Ian cleared his throat, and said a few words in soft clicking gutterals. The hand in mine twitched slightly. My eyes had adjusted now, I could see the man’s face, marked with a faint look of surprise as he saw my mud paint.
“Sing, Auntie,” Ian urged, low-voiced. “
Tantum ergo,
maybe; it sounded a wee bit like that.”
There was nothing else I could do, after all. Rather helplessly, I began.
“Tantum ergo, sacramentum…”
Within a few seconds, my voice steadied, and I sat back on my bare heels, singing slowly, holding his hand. The heavy brows relaxed, and a look of what I thought might be calm came into the sunken eyes.
I had been present at a good many deaths, from accident, warfare, illness, or natural causes, and had seen men meet death in many ways, from philosophical acceptance to violent protest. But I had never seen one die quite this way.
He simply waited, eyes on mine, until I had come to the end of the song. Then he turned his face toward the door, and as the rising sun struck him, he left his body, without the twitch of a muscle or the drawing of a final breath.
I sat quite still, holding the limp hand, until it occurred to me that I was holding my breath, too.
The air around me seemed queerly still, as though time had stopped for a moment. But of course it had, I thought, and forced myself to draw breath. It had stopped for him, forever.
“What are we to do with him?”
There was nothing further to be done
for
our guest; the only question at the moment was how we might best deal with his mortal remains.
I had had a quiet word with Lord John, and he had taken Willie to gather late strawberries on the ridge. While the Indian’s death had had nothing even faintly gruesome about it, I could wish Willie hadn’t seen it; it wasn’t a sight for a child who had seen his mother die no more than a few months before. Lord John had seemed upset himself—perhaps a little sunshine and fresh air would help both of them.
Jamie frowned and rubbed a hand over his face. He hadn’t shaved yet, and the stubble made a rasping sound.
“We must give him decent burial, surely?”
“Well, I don’t suppose we can leave him lying about in the corncrib, but would his people mind if we buried him here? Do you know anything about how they treat their dead, Ian?”
Ian was still a little pale, but surprisingly self-possessed. He shook his head, and took a drink of milk.
“I dinna ken a great deal, Auntie. But I have seen one man die, as I told ye. They wrapped him in a deerskin and had a procession round the village, singing, then took the body a ways into the wood and put it up on a platform, above the ground, and left it there to dry.”

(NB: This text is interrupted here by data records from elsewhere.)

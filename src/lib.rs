//! relaymesh: a distributed session-oriented messaging framework for
//! real-time servers. Re-exports the framework crates under one name so
//! applications — and this crate's own `tests/integration/*` — depend on a
//! single `relaymesh` crate instead of wiring `msg-wire`/`msg-runtime`/
//! `msg-cluster`/`msg-node`/`msg-connector` individually.

pub use msg_cluster as cluster;
pub use msg_connector as connector;
pub use msg_node as node;
pub use msg_runtime as runtime;
pub use msg_wire as wire;
use thiserror::Error;

/// Errors surfaced by the packet and message codecs.
#[derive(Debug, Error, PartialEq, Eq)]
pub enum CodecError {
    #[error("malformed packet: {0}")]
    MalformedPacket(&'static str),

    #[error("unknown packet type byte {0}")]
    UnknownPacketType(u8),

    #[error("compressed route code {0} not found in dictionary")]
    UnknownRouteCode(u16),

    #[error("message type {0} is outside {{Request,Response,Notify,Push}}")]
    InvalidMessageType(u8),

    #[error("payload serialization failed: {0}")]
    SerializationFailure(String),
}
//! The master's membership store, named in `spec.md` §1 as an out-of-scope
//! external collaborator with a narrow contract: an opaque blob that must
//! round-trip through whatever wrote it. Kept here (rather than omitted
//! entirely) because `Master::register`/`unregister` need *something* to
//! call after every mutation, and a no-op + a real file-backed
//! implementation both demonstrate the contract cheaply.

use std::path::PathBuf;

use async_trait::async_trait;

use crate::model::Member;

#[async_trait]
pub trait Persistence: Send + Sync {
    async fn save(&self, members: &[Member]) -> std::io::Result<()>;
    async fn load(&self) -> std::io::Result<Vec<Member>>;
}

/// The default: membership is rebuilt purely from `Register` calls after a
/// restart. Matches running the master fresh in tests.
#[derive(Debug, Default)]
pub struct NullPersistence;

#[async_trait]
impl Persistence for NullPersistence {
    async fn save(&self, _members: &[Member]) -> std::io::Result<()> {
        Ok(())
    }

    async fn load(&self) -> std::io::Result<Vec<Member>> {
        Ok(Vec::new())
    }
}

/// Serializes the membership snapshot as JSON to a single file, overwriting
/// it on every save. Adequate for a single master process; not a WAL.
#[derive(Debug)]
pub struct FilePersistence {
    path: PathBuf,
}

impl FilePersistence {
    pub fn new(path: impl Into<PathBuf>) -> Self {
        FilePersistence { path: path.into() }
    }
}

#[async_trait]
impl Persistence for FilePersistence {
    async fn save(&self, members: &[Member]) -> std::io::Result<()> {
        let body = serde_json::to_vec_pretty(members)
            .map_err(|e| std::io::Error::new(std::io::ErrorKind::InvalidData, e))?;
        tokio::fs::write(&self.path, body).await
    }

    async fn load(&self) -> std::io::Result<Vec<Member>> {
        match tokio::fs::read(&self.path).await {
            Ok(body) => serde_json::from_slice(&body)
                .map_err(|e| std::io::Error::new(std::io::ErrorKind::InvalidData, e)),
            Err(e) if e.kind() == std::io::ErrorKind::NotFound => Ok(Vec::new()),
            Err(e) => Err(e),
        }
    }
}

#[cfg(test)]
mod tests {
    use super::*;
    use std::collections::HashMap;

    #[tokio::test]
    async fn file_persistence_round_trips() {
        let dir = tempfile::tempdir().unwrap();
        let path = dir.path().join("members.json");
        let persistence = FilePersistence::new(&path);

        let members = vec![Member {
            label: "backend-1".to_string(),
            version: "1.0-aaaaaaaa".to_string(),
            service_addr: "127.0.0.1:9002".to_string(),
            services: vec!["EchoService".to_string()],
            dictionary: HashMap::new(),
            is_master: false,
        }];
        persistence.save(&members).await.unwrap();
        assert_eq!(persistence.load().await.unwrap(), members);
    }

    #[tokio::test]
    async fn missing_file_loads_as_empty() {
        let dir = tempfile::tempdir().unwrap();
        let persistence = FilePersistence::new(dir.path().join("absent.json"));
        assert_eq!(persistence.load().await.unwrap(), Vec::<Member>::new());
    }
}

Jamie seemed less than enthralled at the prospect of having mummified bodies perched in the trees near the farm. “I should think it best maybe to wrap the body decently and carry it to the village, then, so his own folk can deal with him properly.”
“No, you can’t do that.” I slid the pan of newly baked muffins out of the Dutch oven, plucked a broomtwig and stuck it into one plump brown cake. It came out clean, so I set the pan on the table, then sat down myself. I frowned abstractedly at the jug of honey, glowing gold in the late morning sun.
“The trouble is that the body is almost certainly still infectious. You didn’t touch him at all, did you, Ian?” I glanced at Ian, who shook his head, looking sober.
“No, Auntie. Not after he fell sick here; before that, I dinna recall. We were all together, hunting.”
“And you haven’t had measles. Drat.” I rubbed a hand through my hair. “Have you?” I asked Jamie. To my relief, he nodded.
“Aye, when I was five or so. And you say a person canna have the same sickness twice. So it willna injure me to touch the body?”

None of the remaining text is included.